My friend Glenys sets a picture-perfect table. Look at this beautiful table setting.

 My friend Ed makes things out of wood. Look at these amazing music stands he built.My friend and cousin Lynne is a wizard with the sewing machine. Look at the cool hats and scarves she made for us and for our grandson because she knew about his passion for dinosaurs. 

My friend Mitch writes stories.  Here he is reading one of his stories that is a favourite of mine. 

My friend Esther is an artist.  Look at one of her lovely sketches.
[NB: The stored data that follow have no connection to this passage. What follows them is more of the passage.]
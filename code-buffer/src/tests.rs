use pretty_assertions::assert_eq;

use crate::{CodeBuffer, CodeBufferError, CodeBufferLayout};
use crate::native_instruction::OperandLocation;
use crate::relocation::{OperandFormat, RelocationKind, SectionId};

fn layout() -> CodeBufferLayout {
    CodeBufferLayout {
        insts_size: 30,
        consts_size: 32,
        consts_alignment: 16,
        relocation_capacity: 2,
    }
}

#[test]
fn consts_section_starts_aligned_after_instruction_capacity() {
    let buffer = CodeBuffer::new(layout(), 0x1000);
    assert_eq!(buffer.consts_start(), 32);
    assert_eq!(buffer.consts_address(8), 0x1000 + 40);
    assert_eq!(buffer.insts_address(3), 0x1003);
}

#[test]
fn code_larger_than_section_is_recoverable() {
    let mut buffer = CodeBuffer::new(layout(), 0);
    assert_eq!(buffer.copy_code(&[0x90; 31]), Err(CodeBufferError::InstructionsOverflow { size: 31, capacity: 30 }));
    assert!(buffer.copy_code(&[0x90; 30]).is_ok());
}

#[test]
fn constants_are_padded_to_alignment() {
    let mut buffer = CodeBuffer::new(layout(), 0);
    assert_eq!(buffer.append_constant(&[1, 2, 3], 1), Ok(0));
    assert_eq!(buffer.append_constant(&7u64.to_le_bytes(), 8), Ok(8));
    assert_eq!(buffer.consts().size(), 16);
    assert_eq!(buffer.read_constant_u64(8), 7);
    assert_eq!(buffer.append_constant(&[0; 16], 16), Ok(16));
    assert_eq!(buffer.append_constant(&[0; 1], 1), Err(CodeBufferError::ConstantsOverflow { needed: 33, capacity: 32 }));
}

#[test]
#[should_panic(expected = "restricted by alignment of section begin")]
fn constant_alignment_beyond_section_alignment_is_fatal() {
    let mut buffer = CodeBuffer::new(layout(), 0);
    let _ = buffer.append_constant(&[0; 8], 32);
}

#[test]
fn relocation_capacity_is_enforced() {
    let mut buffer = CodeBuffer::new(layout(), 0);
    buffer.copy_code(&[0x90; 4]).unwrap();
    buffer.relocate(0, RelocationKind::Oop, OperandFormat::Imm).unwrap();
    buffer.relocate(1, RelocationKind::Metadata, OperandFormat::Imm).unwrap();
    assert_eq!(buffer.relocate(2, RelocationKind::Oop, OperandFormat::Imm), Err(CodeBufferError::RelocationsOverflow { capacity: 2 }));
    assert_eq!(buffer.relocations().len(), 2);
}

#[test]
fn relocation_kind_can_be_changed() {
    let mut buffer = CodeBuffer::new(layout(), 0);
    buffer.copy_code(&[0x90; 4]).unwrap();
    buffer.relocate(2, RelocationKind::Oop, OperandFormat::Imm).unwrap();
    buffer.change_relocation_kind(2, RelocationKind::Oop, RelocationKind::None);
    assert_eq!(buffer.relocations()[0].kind, RelocationKind::None);
}

#[test]
fn operands_are_little_endian() {
    let mut buffer = CodeBuffer::new(layout(), 0);
    buffer.copy_code(&[0; 12]).unwrap();
    buffer.write_i32(OperandLocation { offset: 0, size: 4 }, -2);
    assert_eq!(&buffer.insts().bytes()[0..4], &[0xFE, 0xFF, 0xFF, 0xFF]);
    buffer.write_u64(OperandLocation { offset: 4, size: 8 }, 0x0102_0304_0506_0708);
    assert_eq!(buffer.read_u64(OperandLocation { offset: 4, size: 8 }), 0x0102_0304_0506_0708);
    assert_eq!(buffer.read_u8(4), 0x08);
}

#[test]
fn moving_keeps_absolute_call_targets_and_section_words() {
    let base = 0x1000;
    let mut buffer = CodeBuffer::new(layout(), base);
    // call rel32; movsd xmm0, [rip + disp32]
    buffer.copy_code(&[0xE8, 0, 0, 0, 0, 0xF2, 0x0F, 0x10, 0x05, 0, 0, 0, 0]).unwrap();
    let call = buffer.instruction_at(0);
    buffer.write_i32(call.branch_operand(), (0x9000 - (base + 5)) as i32);
    buffer.relocate(0, RelocationKind::RuntimeCall, OperandFormat::Call32).unwrap();
    let load = buffer.instruction_at(5);
    let disp = buffer.consts_address(0) - buffer.insts_address(load.next_instruction_offset());
    buffer.write_i32(load.disp32_operand(), disp as i32);
    buffer.relocate(5, RelocationKind::SectionWord { section: SectionId::Consts, target_offset: 0 }, OperandFormat::Disp32).unwrap();

    buffer.move_to(0x2000);

    assert_eq!(buffer.base(), 0x2000);
    assert_eq!(buffer.read_i32(OperandLocation { offset: 1, size: 4 }), 0x9000 - 0x2005);
    assert_eq!(buffer.read_i32(OperandLocation { offset: 9, size: 4 }), disp as i32);
}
My friend Christina is a very crafty person. 

Look at this unique notebook she designed and created. 

My friend and cousin Sharon makes mosaics out of broken china and glass.

Look at this detailed and breathtakingly beautiful piece of hers called Winter Sun From the Ski Trail

I have so many talented friends and family members.  They inspire me!

Other posts………

An Artist in the Family 


Getting Crafty for Christmas

When Did You Stop Drawing?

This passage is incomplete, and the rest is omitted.